A separate Morning Consult survey published on Thursday showed a similar lead, 50 to 45%, up from the three- to four-point advantage Harris was registering before the debate. Tellingly, the poll reflected a loss of support for Trump, perhaps supporting some pollsters’ argument that his erratic performance in Tuesday’s encounter – which was watched by 67.1 million viewers – damaged his credibility.

Two other polls by YouGov and Leger give Harris a four- and three-point lead respectively.
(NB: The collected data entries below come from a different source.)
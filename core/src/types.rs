//! Ticket identification, status and allocation types.
//!
//! This module defines strong types for ticket and event identification
//! (`TicketId`, `EventId`), the ticket lifecycle (`TicketStatus`) and the
//! request/result pair exchanged with the allocator.

use chrono::{DateTime, Duration, Utc};
use serde::{Deserialize, Serialize};
use std::fmt;
use std::str::FromStr;
use thiserror::Error;

/// Requester recorded when the caller does not identify itself.
pub const ANONYMOUS_REQUESTER: &str = "anonymous";

/// Default hold length in minutes.
pub const DEFAULT_HOLD_MINUTES: i64 = 15;

/// Longest hold a caller may ask for, in minutes (one week).
pub const MAX_HOLD_MINUTES: i64 = 7 * 24 * 60;

/// Convert a requested hold into a duration.
///
/// Returns `None` unless `minutes` is in `1..=MAX_HOLD_MINUTES`.
///
/// # Examples
///
/// ```
/// use ticket_core::types::{MAX_HOLD_MINUTES, hold_from_minutes};
///
/// assert!(hold_from_minutes(15).is_some());
/// assert!(hold_from_minutes(0).is_none());
/// assert!(hold_from_minutes(MAX_HOLD_MINUTES + 1).is_none());
/// ```
#[must_use]
pub fn hold_from_minutes(minutes: i64) -> Option<Duration> {
    if (1..=MAX_HOLD_MINUTES).contains(&minutes) {
        Duration::try_minutes(minutes)
    } else {
        None
    }
}

/// Error type for identifier parsing.
#[derive(Error, Debug, Clone, PartialEq, Eq)]
#[error("Invalid identifier: {0}")]
pub struct ParseIdError(String);

/// Identifier of the event a ticket pool belongs to.
///
/// # Examples
///
/// ```
/// use ticket_core::types::EventId;
///
/// let id: EventId = "42".parse().unwrap();
/// assert_eq!(id, EventId::new(42));
/// assert_eq!(id.to_string(), "42");
/// ```
#[derive(Clone, Copy, Debug, PartialEq, Eq, PartialOrd, Ord, Hash, Serialize, Deserialize)]
#[serde(transparent)]
pub struct EventId(i64);

impl EventId {
    /// Create an `EventId` from its raw value.
    #[must_use]
    pub const fn new(id: i64) -> Self {
        Self(id)
    }

    /// Get the raw value.
    #[must_use]
    pub const fn get(self) -> i64 {
        self.0
    }
}

impl fmt::Display for EventId {
    fn fmt(&self, f: &mut fmt::Formatter<'_>) -> fmt::Result {
        write!(f, "{}", self.0)
    }
}

impl FromStr for EventId {
    type Err = ParseIdError;

    fn from_str(s: &str) -> Result<Self, Self::Err> {
        match s.trim().parse::<i64>() {
            Ok(id) if id > 0 => Ok(Self(id)),
            Ok(id) => Err(ParseIdError(format!("event id must be positive, got {id}"))),
            Err(e) => Err(ParseIdError(format!("{s:?}: {e}"))),
        }
    }
}

/// Identifier of a single ticket, assigned by the store on creation.
#[derive(Clone, Copy, Debug, PartialEq, Eq, PartialOrd, Ord, Hash, Serialize, Deserialize)]
#[serde(transparent)]
pub struct TicketId(i64);

impl TicketId {
    /// Create a `TicketId` from its raw value.
    #[must_use]
    pub const fn new(id: i64) -> Self {
        Self(id)
    }

    /// Get the raw value.
    #[must_use]
    pub const fn get(self) -> i64 {
        self.0
    }
}

impl fmt::Display for TicketId {
    fn fmt(&self, f: &mut fmt::Formatter<'_>) -> fmt::Result {
        write!(f, "{}", self.0)
    }
}

/// Error type for status parsing.
#[derive(Error, Debug, Clone, PartialEq, Eq)]
#[error("Unknown ticket status: {0}")]
pub struct ParseTicketStatusError(String);

/// Lifecycle state of a ticket.
///
/// Only `Available → Held` is performed by this crate. `Sold` and `Expired`
/// exist so stores can carry them without a schema change.
#[derive(Clone, Copy, Debug, PartialEq, Eq, Hash, Serialize, Deserialize)]
#[serde(rename_all = "SCREAMING_SNAKE_CASE")]
pub enum TicketStatus {
    /// Free to be allocated
    Available,
    /// Temporarily held by a requester until `held_until`
    Held,
    /// Sold (permanent)
    Sold,
    /// Hold lapsed and not yet reclaimed
    Expired,
}

impl TicketStatus {
    /// Storage representation (`AVAILABLE`, `HELD`, ...).
    #[must_use]
    pub const fn as_str(self) -> &'static str {
        match self {
            Self::Available => "AVAILABLE",
            Self::Held => "HELD",
            Self::Sold => "SOLD",
            Self::Expired => "EXPIRED",
        }
    }
}

impl fmt::Display for TicketStatus {
    fn fmt(&self, f: &mut fmt::Formatter<'_>) -> fmt::Result {
        f.write_str(self.as_str())
    }
}

impl FromStr for TicketStatus {
    type Err = ParseTicketStatusError;

    fn from_str(s: &str) -> Result<Self, Self::Err> {
        match s {
            "AVAILABLE" => Ok(Self::Available),
            "HELD" => Ok(Self::Held),
            "SOLD" => Ok(Self::Sold),
            "EXPIRED" => Ok(Self::Expired),
            other => Err(ParseTicketStatusError(other.to_string())),
        }
    }
}

/// A ticket as persisted by a [`TicketStore`](crate::store::TicketStore).
#[derive(Clone, Debug, PartialEq, Eq, Serialize, Deserialize)]
pub struct Ticket {
    /// Store-assigned identifier, immutable
    pub id: TicketId,
    /// Pool this ticket belongs to, immutable
    pub event_id: EventId,
    /// Current lifecycle state
    pub status: TicketStatus,
    /// Requester holding the ticket (only while `Held`)
    pub held_by: Option<String>,
    /// When the hold lapses (only while `Held`)
    pub held_until: Option<DateTime<Utc>>,
}

impl Ticket {
    /// A freshly seeded ticket.
    #[must_use]
    pub const fn available(id: TicketId, event_id: EventId) -> Self {
        Self {
            id,
            event_id,
            status: TicketStatus::Available,
            held_by: None,
            held_until: None,
        }
    }
}

/// Per-status ticket counts for one event.
#[derive(Clone, Copy, Debug, Default, PartialEq, Eq, Serialize, Deserialize)]
pub struct InventoryCounts {
    /// Tickets still `AVAILABLE`
    pub available: u64,
    /// Tickets `HELD`
    pub held: u64,
    /// Tickets `SOLD`
    pub sold: u64,
    /// Tickets `EXPIRED`
    pub expired: u64,
}

impl InventoryCounts {
    /// Total number of tickets seeded for the event.
    #[must_use]
    pub const fn total(&self) -> u64 {
        self.available + self.held + self.sold + self.expired
    }

    /// Add `n` tickets in `status`.
    pub const fn add(&mut self, status: TicketStatus, n: u64) {
        match status {
            TicketStatus::Available => self.available += n,
            TicketStatus::Held => self.held += n,
            TicketStatus::Sold => self.sold += n,
            TicketStatus::Expired => self.expired += n,
        }
    }
}

/// A validated request to hold one ticket.
#[derive(Clone, Debug, PartialEq, Eq)]
pub struct AllocationRequest {
    /// Pool to allocate from
    pub event_id: EventId,
    /// Recorded as the ticket's holder
    pub requester_id: String,
    /// Length of the hold, always positive
    pub hold_duration: Duration,
}

impl AllocationRequest {
    /// Create a new request.
    #[must_use]
    pub fn new(
        event_id: EventId,
        requester_id: impl Into<String>,
        hold_duration: Duration,
    ) -> Self {
        Self {
            event_id,
            requester_id: requester_id.into(),
            hold_duration,
        }
    }
}

/// Defaults an adapter applies to incomplete requests.
#[derive(Clone, Debug, PartialEq, Eq)]
pub struct AllocationDefaults {
    /// Event used when the caller names none
    pub event_id: EventId,
    /// Requester used when the caller is anonymous
    pub requester_id: String,
    /// Hold used when the caller asks for a non-positive one
    pub hold_duration: Duration,
}

impl Default for AllocationDefaults {
    fn default() -> Self {
        Self {
            event_id: EventId::new(1),
            requester_id: ANONYMOUS_REQUESTER.to_string(),
            hold_duration: Duration::minutes(DEFAULT_HOLD_MINUTES),
        }
    }
}

impl AllocationDefaults {
    /// Build a request, filling in whatever the caller left out.
    ///
    /// `event_id` of `None` or `0`, an empty requester, and a non-positive
    /// hold all fall back to the defaults. A hold above [`MAX_HOLD_MINUTES`]
    /// is capped; adapters that want to reject it check
    /// [`hold_from_minutes`] first.
    #[must_use]
    pub fn apply(
        &self,
        event_id: Option<i64>,
        requester_id: Option<String>,
        hold_minutes: Option<i64>,
    ) -> AllocationRequest {
        let event_id = match event_id {
            None | Some(0) => self.event_id,
            Some(id) => EventId::new(id),
        };
        let requester_id = requester_id
            .filter(|r| !r.trim().is_empty())
            .unwrap_or_else(|| self.requester_id.clone());
        let hold_duration = match hold_minutes {
            Some(minutes) if minutes > 0 => {
                hold_from_minutes(minutes.min(MAX_HOLD_MINUTES)).unwrap_or(self.hold_duration)
            }
            _ => self.hold_duration,
        };

        AllocationRequest {
            event_id,
            requester_id,
            hold_duration,
        }
    }
}

/// Outcome of a successful allocator call.
///
/// `SoldOut` is an expected result, not an error: it covers both true
/// exhaustion and every remaining candidate being locked by a competitor.
#[derive(Clone, Debug, PartialEq, Eq)]
pub enum Allocation {
    /// A ticket was moved to `HELD` for the requester.
    Held {
        /// The held ticket
        ticket_id: TicketId,
        /// When the hold lapses
        held_until: DateTime<Utc>,
    },
    /// No ticket of the event could be claimed.
    SoldOut,
}

impl Allocation {
    /// The held ticket, if any.
    #[must_use]
    pub const fn ticket_id(&self) -> Option<TicketId> {
        match self {
            Self::Held { ticket_id, .. } => Some(*ticket_id),
            Self::SoldOut => None,
        }
    }

    /// Whether the pool was exhausted.
    #[must_use]
    pub const fn is_sold_out(&self) -> bool {
        matches!(self, Self::SoldOut)
    }
}

#[cfg(test)]
mod tests {
    use super::*;

    #[test]
    fn status_roundtrips_through_storage_text() {
        for status in [
            TicketStatus::Available,
            TicketStatus::Held,
            TicketStatus::Sold,
            TicketStatus::Expired,
        ] {
            assert_eq!(status.as_str().parse::<TicketStatus>(), Ok(status));
        }
    }

    #[test]
    fn unknown_status_is_rejected() {
        assert!("available".parse::<TicketStatus>().is_err());
        assert!("RESERVED".parse::<TicketStatus>().is_err());
    }

    #[test]
    fn status_serializes_as_storage_text() {
        let json = serde_json::to_string(&TicketStatus::Held).unwrap();
        assert_eq!(json, "\"HELD\"");
    }

    #[test]
    fn event_id_parse_rejects_non_positive() {
        assert_eq!("7".parse::<EventId>(), Ok(EventId::new(7)));
        assert!("0".parse::<EventId>().is_err());
        assert!("-3".parse::<EventId>().is_err());
        assert!("seven".parse::<EventId>().is_err());
    }

    #[test]
    fn defaults_fill_missing_fields() {
        let defaults = AllocationDefaults::default();
        let request = defaults.apply(None, None, None);

        assert_eq!(request.event_id, EventId::new(1));
        assert_eq!(request.requester_id, ANONYMOUS_REQUESTER);
        assert_eq!(request.hold_duration, Duration::minutes(15));
    }

    #[test]
    fn defaults_replace_zero_event_and_non_positive_hold() {
        let defaults = AllocationDefaults::default();
        let request = defaults.apply(Some(0), Some("   ".to_string()), Some(-5));

        assert_eq!(request.event_id, EventId::new(1));
        assert_eq!(request.requester_id, ANONYMOUS_REQUESTER);
        assert_eq!(request.hold_duration, Duration::minutes(15));
    }

    #[test]
    fn explicit_fields_are_kept() {
        let defaults = AllocationDefaults::default();
        let request = defaults.apply(Some(9), Some("alice".to_string()), Some(3));

        assert_eq!(request, AllocationRequest::new(EventId::new(9), "alice", Duration::minutes(3)));
    }

    #[test]
    fn oversized_hold_is_capped() {
        let defaults = AllocationDefaults::default();
        let max = Duration::minutes(MAX_HOLD_MINUTES);

        assert_eq!(defaults.apply(None, None, Some(i64::MAX)).hold_duration, max);
        assert_eq!(defaults.apply(None, None, Some(1_000_000_000_000)).hold_duration, max);
        assert_eq!(defaults.apply(None, None, Some(MAX_HOLD_MINUTES)).hold_duration, max);
    }

    #[test]
    fn hold_bounds() {
        assert_eq!(hold_from_minutes(1), Some(Duration::minutes(1)));
        assert_eq!(hold_from_minutes(MAX_HOLD_MINUTES), Some(Duration::minutes(MAX_HOLD_MINUTES)));
        assert_eq!(hold_from_minutes(MAX_HOLD_MINUTES + 1), None);
        assert_eq!(hold_from_minutes(0), None);
        assert_eq!(hold_from_minutes(i64::MIN), None);
        assert_eq!(hold_from_minutes(i64::MAX), None);
    }

    #[test]
    fn inventory_counts_total() {
        let mut counts = InventoryCounts::default();
        counts.add(TicketStatus::Available, 7);
        counts.add(TicketStatus::Held, 3);
        assert_eq!(counts.total(), 10);
        assert_eq!(counts.available, 7);
    }
}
Generally, the post-debate polls present a rosier outlook for the vice-president than surveys beforehand, which suggested that the surge in popularity she experienced after replacing Joe Biden as the Democrats’ nominee had stalled, allowing Trump to draw close to even in national polls, and even edge ahead in one New York Times/Siena survey.

All available indicators suggest that the turnaround has been triggered by the events of the debate, where Harris was broadly seen as cutting a calm, controlled figure while getting under the skin of Trump – who repeatedly veered off policy message to go on wild tangents about immigrants and crowd sizes at his rallies.

While so far declining Harris’s challenge of a second debate, the former president nevertheless claims that he won the exchange.

In a segment on CNN, Harry Enten, the network’s polling specialist, illustrated a trend towards Republican registration among voters under 30 in battleground states that are key to winning the White House.

“Kamala Harris will absolutely welcome in the support of Taylor Swift if she can move young voters at all,” Enten said. “The bottom line is [Harris] is not doing as well among young voters as you might expect the Democrat to necessarily be doing, based upon history.”